Seattle, The Mountaineers, 1999. 362 pp, b/w photos. Softcover. Fine.
This book explores Mallory the man, plus the 1924 climb itself. The possibility that he made the top is explored in depth with additional material based on the finding of Mallory's body. Foreword by Eric Simonson.
Holzel's name is mud among the British Climbing establishment, ever since he managed to corral a genuine Everest historian - his co-author Audrey Salkeld - and write this book. Actually, it was mud long before. In the early '70s, this American businessman and amateur climber had the audacity to spring a theory on the British public that one of their greatest heroes, George Mallory, might have succeeded, rather than failed to have climbed Mt. Everest in 1924.
The British Climbing Establishment, a number of who knew and revered Mallory, were outraged. Had this foreign interloper no sense of history, no shame? The statement that proved his total lack of knowledge of this epic saga, the critics patiently explained to the media, was his claim that proof could still be found on the body of one of the climbers--he said it would be Irvine-who should still be found on a snow terrace on Mt. Everest at 8200m. If somebody would only go and look, the camera Irvine was carrying would hold pictures of the fatal climb, perhaps even showing a photo from the summit.
The clamor rose a few decibels more when in 1980 Holzel reported to the NY Times that the body of 'an English dead' had indeed been found on Everest's North Face at 8100m by a Chinese porter who died the day after reporting his find. Another 'Everest Ghost' the British public exclaimed. 'How convenient' the establishment elders muttered. In 1986, Holzel and Salkeld mounted an expedition to the north side of Everest to search for the body at 8200m. They failed in all respects save one. On literally the last day of their three-month expedition, Holzel managed to meet with the tent-mate of the person who claimed to have found the English dead. This claim had been strenuously denied by the Chinese Mountaineering Association, and other government officials. But the tent-mate admitted that Wang Hung-Bao had said he had indeed found "a foreign mountaineer."
This classic book contains two exciting stories: First there is the story of George Mallory and Andrew Irvine who were last spotted seemingly a few hours below the summit of the world's highest peak, which raised the glorious possibility that they had perhaps reached the summit before perishing on the descent. Salkeld in particular has tracked down and discovered a trove of unpublished letters, and theirs is the first modern reading of Mallory the man, a reading much necessitated in view of the previous biographies, many of which verge on hagiography. And there is the second story, equally fascinating, of the authors' heroic efforts to find out what did happen. It is this story, a modern tale, that shows how large a role is played by luck when the ambition is there to pave its path.

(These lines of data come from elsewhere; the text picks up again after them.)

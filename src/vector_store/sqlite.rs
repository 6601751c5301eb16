//! SQLite-based vector store implementation.
//!
//! Uses SQLite with cosine similarity computed in Rust for simplicity.
//! A clinical guideline corpus is a few thousand chunks, which a full
//! scan handles comfortably.

use super::{rank_records, ChunkMetadata, ChunkRecord, SearchResult, SourceSummary, VectorStore};
use crate::error::{KneeRagError, Result};
use async_trait::async_trait;
use chrono::{DateTime, Utc};
use rusqlite::{params, Connection, Row};
use std::path::Path;
use std::sync::{Mutex, MutexGuard};
use tracing::{debug, info, instrument};

const SCHEMA: &str = r#"
    CREATE TABLE IF NOT EXISTS chunks (
        id TEXT PRIMARY KEY,
        source TEXT NOT NULL,
        text TEXT NOT NULL,
        metadata_json TEXT NOT NULL,
        embedding BLOB NOT NULL,
        indexed_at TEXT NOT NULL
    );

    CREATE INDEX IF NOT EXISTS idx_chunks_source ON chunks(source);
"#;

/// SQLite-based vector store.
pub struct SqliteVectorStore {
    conn: Mutex<Connection>,
}

impl SqliteVectorStore {
    /// Open (or create) a SQLite vector store.
    #[instrument(skip_all)]
    pub fn new(path: &Path) -> Result<Self> {
        if let Some(parent) = path.parent() {
            std::fs::create_dir_all(parent)?;
        }

        let conn = Connection::open(path)?;

        // WAL lets a running `chat` read while `ingest` writes.
        conn.execute_batch("PRAGMA journal_mode=WAL;")?;
        conn.execute_batch(SCHEMA)?;

        info!("Initialized SQLite vector store at {:?}", path);

        Ok(Self {
            conn: Mutex::new(conn),
        })
    }

    /// Create an in-memory SQLite vector store (useful for testing).
    pub fn in_memory() -> Result<Self> {
        let conn = Connection::open_in_memory()?;
        conn.execute_batch(SCHEMA)?;

        Ok(Self {
            conn: Mutex::new(conn),
        })
    }

    fn lock(&self) -> Result<MutexGuard<'_, Connection>> {
        self.conn
            .lock()
            .map_err(|e| KneeRagError::RetrievalFailure(format!("Failed to acquire lock: {}", e)))
    }

    /// Serialize embedding to bytes.
    fn embedding_to_bytes(embedding: &[f32]) -> Vec<u8> {
        embedding.iter().flat_map(|f| f.to_le_bytes()).collect()
    }

    /// Deserialize embedding from bytes.
    fn bytes_to_embedding(bytes: &[u8]) -> Vec<f32> {
        bytes
            .chunks_exact(4)
            .map(|chunk| {
                let arr: [u8; 4] = chunk.try_into().unwrap_or_default();
                f32::from_le_bytes(arr)
            })
            .collect()
    }

    /// Insert or replace `records` inside an open transaction.
    fn insert_records(tx: &rusqlite::Transaction<'_>, records: &[ChunkRecord]) -> Result<()> {
        let mut stmt = tx.prepare_cached(
            r#"
            INSERT OR REPLACE INTO chunks
            (id, source, text, metadata_json, embedding, indexed_at)
            VALUES (?1, ?2, ?3, ?4, ?5, ?6)
            "#,
        )?;

        for record in records {
            let metadata_json = serde_json::to_string(&record.metadata)?;
            stmt.execute(params![
                record.id,
                record.metadata.source,
                record.text,
                metadata_json,
                Self::embedding_to_bytes(&record.embedding),
                record.indexed_at.to_rfc3339(),
            ])?;
        }
        Ok(())
    }

    /// Decode one row, surfacing malformed metadata instead of hiding it.
    fn row_to_record(row: &Row<'_>) -> rusqlite::Result<(ChunkRecord, Option<String>)> {
        let metadata_json: String = row.get(2)?;
        let embedding_bytes: Vec<u8> = row.get(3)?;
        let indexed_at_str: String = row.get(4)?;

        let (metadata, problem) = match serde_json::from_str::<ChunkMetadata>(&metadata_json) {
            Ok(meta) => (meta, None),
            Err(e) => (ChunkMetadata::default(), Some(e.to_string())),
        };

        let record = ChunkRecord {
            id: row.get(0)?,
            text: row.get(1)?,
            metadata,
            embedding: Self::bytes_to_embedding(&embedding_bytes),
            indexed_at: DateTime::parse_from_rfc3339(&indexed_at_str)
                .map(|dt| dt.with_timezone(&Utc))
                .unwrap_or_else(|_| Utc::now()),
        };
        Ok((record, problem))
    }
}

#[async_trait]
impl VectorStore for SqliteVectorStore {
    #[instrument(skip(self, records), fields(count = records.len()))]
    async fn upsert(&self, records: &[ChunkRecord]) -> Result<usize> {
        let conn = self.lock()?;
        let tx = conn.unchecked_transaction()?;
        Self::insert_records(&tx, records)?;
        tx.commit()?;

        debug!("Upserted {} chunks", records.len());
        Ok(records.len())
    }

    #[instrument(skip(self, records), fields(count = records.len()))]
    async fn replace_source(&self, source: &str, records: &[ChunkRecord]) -> Result<usize> {
        let conn = self.lock()?;
        let tx = conn.unchecked_transaction()?;

        let removed = tx.execute("DELETE FROM chunks WHERE source = ?1", params![source])?;
        Self::insert_records(&tx, records)?;
        tx.commit()?;

        debug!("Replaced {} chunks of {} with {}", removed, source, records.len());
        Ok(records.len())
    }

    #[instrument(skip(self, embedding))]
    async fn query(&self, embedding: &[f32], k: usize) -> Result<Vec<SearchResult>> {
        let conn = self.lock()?;

        let mut stmt = conn.prepare(
            "SELECT id, text, metadata_json, embedding, indexed_at FROM chunks ORDER BY rowid",
        )?;

        let mut records = Vec::new();
        for row in stmt.query_map([], Self::row_to_record)? {
            let (record, problem) = row?;
            if let Some(problem) = problem {
                return Err(KneeRagError::RetrievalFailure(format!(
                    "malformed metadata for chunk {}: {}",
                    record.id, problem
                )));
            }
            records.push(record);
        }

        let results = rank_records(records, embedding, k)?;
        debug!("Found {} matching chunks", results.len());
        Ok(results)
    }

    #[instrument(skip(self))]
    async fn delete_by_source(&self, source: &str) -> Result<usize> {
        let conn = self.lock()?;
        let deleted = conn.execute("DELETE FROM chunks WHERE source = ?1", params![source])?;
        debug!("Deleted {} chunks for source {}", deleted, source);
        Ok(deleted)
    }

    #[instrument(skip(self))]
    async fn list_sources(&self) -> Result<Vec<SourceSummary>> {
        let conn = self.lock()?;

        let mut stmt = conn.prepare(
            r#"
            SELECT source, COUNT(*) AS chunk_count, MAX(indexed_at) AS indexed_at
            FROM chunks
            GROUP BY source
            ORDER BY indexed_at DESC, source ASC
            "#,
        )?;

        let rows = stmt.query_map([], |row| {
            let indexed_at_str: String = row.get(2)?;
            Ok(SourceSummary {
                source: row.get(0)?,
                chunk_count: row.get(1)?,
                indexed_at: DateTime::parse_from_rfc3339(&indexed_at_str)
                    .map(|dt| dt.with_timezone(&Utc))
                    .unwrap_or_else(|_| Utc::now()),
            })
        })?;

        let mut sources = Vec::new();
        for row in rows {
            sources.push(row?);
        }
        Ok(sources)
    }

    async fn count(&self) -> Result<usize> {
        let conn = self.lock()?;
        let count: i64 = conn.query_row("SELECT COUNT(*) FROM chunks", [], |row| row.get(0))?;
        Ok(count as usize)
    }
}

There are now a slew of new books on this stirring subject-most based on the Simonson Expedition of 1999 which discovered the body - not of Irvine, but of George Mallory himself, and, astonishingly, discovered it exactly where Holzel had predicted nearly 30 years earlier. The Simonson book 'Ghosts of Everest' is also required reading for anyone interested in this famous saga. What I found the most interesting in 'The Mystery of Mallory & Irvine' was the acuity of their theorizing and their genius at selecting certain facts from amidst a welter of conflicting data, facts that seemed strange selections at first but which then turn out - 10 or 20 years later - to have been exactly correct. Holzel's ideas about who Wang found (Mallory and not Irvine) once again go against the current wisdom; but his description of the deductive reasoning by which he arrived at his latest conclusions are alone worth the price of the book. As for the rest of it, well, it was an instant classic when it came out in 1985.